# Work to be completed
Write out exactly, with no other output, the lines below from the one that contains "#[arg(short, long, value_name" through the end.

START Extracted material

use std::{
    error::Error,
    fmt::Display,
    fs::File,
    io::{self, BufRead, BufReader, Write},
    path::PathBuf,
};

use clap::{Parser, ValueEnum};
use graph_adt::{AdjacencyListGraph, AdjacencyMatrixGraph, EdgeListGraph, Graph};
use log::info;
use shell::Shell;

mod command;
mod shell;

#[derive(Parser)]
#[command(version, about = "Line based shell for editing and querying a graph")]
struct Cli {
    /// Storage representation of the graph.
    #[arg(short, long, value_enum, default_value_t = Representation::List)]
    representation: Representation,

    /// Read commands from <FILE> instead of stdin.
    #[arg(short, long, value_name = "FILE")]
    script: Option<PathBuf>,
}

#[derive(ValueEnum, Clone, Copy, Debug)]
enum Representation {
    /// Neighbor sequence per vertex
    List,
    /// Square 0/1 matrix indexed by vertex position
    Matrix,
    /// Flat sequence of (origin, destination) pairs
    Edges,
}

fn main() -> Result<(), Box<dyn Error>> {
    let cli = Cli::parse();
    env_logger::Builder::from_env(env_logger::Env::default().default_filter_or("info")).init();

    let input: Box<dyn BufRead> = match &cli.script {
        Some(path) => {
            info!("Reading commands from {:?}", path);
            Box::new(BufReader::new(File::open(path)?))
        }
        None => Box::new(io::stdin().lock()),
    };
    let out = io::stdout().lock();

    info!("Using {:?} representation", cli.representation);

    match cli.representation {
        Representation::List => run_shell::<AdjacencyListGraph<String>>(input, out),
        Representation::Matrix => run_shell::<AdjacencyMatrixGraph<String>>(input, out),
        Representation::Edges => run_shell::<EdgeListGraph<String>>(input, out),
    }
}

fn run_shell<G>(input: impl BufRead, out: impl Write) -> Result<(), Box<dyn Error>>
where
    G: Graph<V = String> + Display,
{
    let mut shell = Shell::<G, _>::new(out);
    shell.run(input)?;

    info!(
        "Leaving shell (vertex_count: {}, edge_count: {})",
        shell.graph().vertex_count(),
        shell.graph().edge_count()
    );

    Ok(())
}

END Extracted material

# Exercise solution
    #[arg(short, long, value_name = "FILE")]
    script: Option<PathBuf>,
}

#[derive(ValueEnum, Clone, Copy, Debug)]
enum Representation {
    /// Neighbor sequence per vertex
    List,
    /// Square 0/1 matrix indexed by vertex position
    Matrix,
    /// Flat sequence of (origin, destination) pairs
    Edges,
}

fn main() -> Result<(), Box<dyn Error>> {
    let cli = Cli::parse();
    env_logger::Builder::from_env(env_logger::Env::default().default_filter_or("info")).init();

    let input: Box<dyn BufRead> = match &cli.script {
        Some(path) => {
            info!("Reading commands from {:?}", path);
            Box::new(BufReader::new(File::open(path)?))
        }
        None => Box::new(io::stdin().lock()),
    };
    let out = io::stdout().lock();

    info!("Using {:?} representation", cli.representation);

    match cli.representation {
        Representation::List => run_shell::<AdjacencyListGraph<String>>(input, out),
        Representation::Matrix => run_shell::<AdjacencyMatrixGraph<String>>(input, out),
        Representation::Edges => run_shell::<EdgeListGraph<String>>(input, out),
    }
}

fn run_shell<G>(input: impl BufRead, out: impl Write) -> Result<(), Box<dyn Error>>
where
    G: Graph<V = String> + Display,
{
    let mut shell = Shell::<G, _>::new(out);
    shell.run(input)?;

    info!(
        "Leaving shell (vertex_count: {}, edge_count: {})",
        shell.graph().vertex_count(),
        shell.graph().edge_count()
    );

    Ok(())
}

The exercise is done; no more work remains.